Y Las Viñas, claro, aunque en este tomo aparezca menos de lo que a uno le gustaría. Y allí, historias estupendas, como la de los mastines o la de los pozos. Y sus hijos: R. y G., que empieza a leer los diarios de su padre y le duele calificarle de "mezquino" con "la gente que no te trata bien". Y, por fin, está la enfermedad de M., un gran susto. Y, a ese propósito, están las palabras de amor que le dedica a lo largo del volumen, en los peores y en los mejores momentos ("El amor es una despedida continua"), otra de las marcas de esta casa que algunos habitamos desde hace años y a la que volvemos, ya se ve, en cuanto podemos, Como si fuéramos de familia. Uno de esos primos desconocidos que aparecen por la vivienda familiar de León, ya sin vistas, por Navidades.
No me han pasado desapercibidas las alusiones a "la dolorosa casta de los maestros de escuela" y su heroica defensa de la lectura de El Quijote.
Para quejarse de que "no me sucede nada", este "escritor en diferido", en su bien vivida "vida de ambulancia", da para mucho. No, "ningún parecido con la realidad es pura coincidencia", como afirma. Porque "la vida es frágil, pero es bonita mientras no se rompe", merece la pena visitar este lugar que no deja de ser un estado de ánimo. Melancólico y triste muchas veces.
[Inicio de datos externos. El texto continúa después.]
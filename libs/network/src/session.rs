//! Peer session
//!
//! Wires a [`Dispatcher`] and an [`OutboundSender`] around one transport
//! with a shared [`RunFlag`], and tears both down together.

use crate::dispatcher::{ControlEvent, Dispatcher, ReceiveStats};
use crate::queue::MessageSink;
use crate::routing::RoutingTable;
use crate::sender::{OutboundSender, SendStats};
use crate::shutdown::RunFlag;
use crate::transports::Transport;
use crate::{NetworkError, Result};
use crossbeam_channel::Receiver;
use orbitlink_codec::{CodecPipeline, CompressionEngine, MessagePool, PayloadRegistry};
use orbitlink_config::NetworkSettings;
use std::sync::Arc;
use tokio::task::JoinHandle;
use tracing::info;

/// Codec pipeline sized by the protocol section of `settings`
pub fn build_pipeline(registry: Arc<PayloadRegistry>, settings: &NetworkSettings) -> CodecPipeline {
    let pool = MessagePool::with_capacity(&registry, settings.protocol.pool_prewarm_per_shape);
    CodecPipeline::with_pool(registry, pool).with_compression(CompressionEngine::new(
        settings.protocol.max_decompressed_size,
    ))
}

/// One running connection: receive loop plus outbound sender
pub struct PeerSession {
    running: RunFlag,
    sender: OutboundSender,
    dispatcher: JoinHandle<Result<()>>,
    sender_task: JoinHandle<()>,
    receive_stats: Arc<ReceiveStats>,
    control: Receiver<ControlEvent>,
}

impl PeerSession {
    /// Start both loops; must be called inside a tokio runtime
    pub fn start(
        transport: Arc<dyn Transport>,
        pipeline: Arc<CodecPipeline>,
        routes: Arc<RoutingTable>,
        settings: &NetworkSettings,
    ) -> Self {
        Self::start_with_discovery(transport, pipeline, routes, settings, None)
    }

    /// As [`start`](Self::start), also delivering decoded unconnected
    /// traffic to `discovery`
    pub fn start_with_discovery(
        transport: Arc<dyn Transport>,
        pipeline: Arc<CodecPipeline>,
        routes: Arc<RoutingTable>,
        settings: &NetworkSettings,
        discovery: Option<Arc<dyn MessageSink>>,
    ) -> Self {
        let running = RunFlag::new();
        let (control_tx, control) = crossbeam_channel::unbounded();

        let mut dispatcher = Dispatcher::new(
            transport.clone(),
            pipeline.clone(),
            routes,
            running.clone(),
        )
        .with_receive_interval(settings.receive_interval())
        .with_control_channel(control_tx);
        if let Some(sink) = discovery {
            dispatcher = dispatcher.with_discovery_sink(sink);
        }
        let receive_stats = dispatcher.stats();

        let (sender, sender_task) =
            OutboundSender::start_with_flag(transport, pipeline, settings, running.clone());

        info!(
            receive_interval_ms = settings.receive_interval_ms,
            compress = settings.compress_outbound,
            "Peer session started"
        );

        Self {
            running,
            sender,
            dispatcher: dispatcher.spawn(),
            sender_task,
            receive_stats,
            control,
        }
    }

    pub fn sender(&self) -> &OutboundSender {
        &self.sender
    }

    /// Flag shared with the receive loop; subsystem consumers may watch it
    pub fn running(&self) -> RunFlag {
        self.running.clone()
    }

    pub fn control_events(&self) -> &Receiver<ControlEvent> {
        &self.control
    }

    pub fn receive_stats(&self) -> Arc<ReceiveStats> {
        self.receive_stats.clone()
    }

    pub fn send_stats(&self) -> Arc<SendStats> {
        self.sender.stats()
    }

    /// Stop the receive loop, flush queued sends and wait for both tasks
    ///
    /// Sender clones held elsewhere do not keep the session alive; once this
    /// is called their sends fail with [`NetworkError::SenderClosed`].
    /// Returns the receive loop's error if the transport had failed.
    pub async fn shutdown(self) -> Result<()> {
        self.running.stop();
        let received = self
            .dispatcher
            .await
            .map_err(|e| NetworkError::network_with_source("Dispatcher task panicked", e))?;

        drop(self.sender);
        self.sender_task
            .await
            .map_err(|e| NetworkError::network_with_source("Sender task panicked", e))?;

        info!(stats = ?self.receive_stats.snapshot(), "Peer session stopped");
        received
    }
}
Lleno de felicidad otras. Nunca unas "poquiterías" dieron acaso para tanto. Me quedo con este párrafo: "Si un escritor no puede mirar limpiamente a los ojos de cuanto escribe, y los lectores no pueden mirarle a él del mismo modo, y tenerlo por un verdadero amigo, como ellos se dicen de sus obras, no vale la pena nada, y sería mejor ir pensando en hacer otras cosas".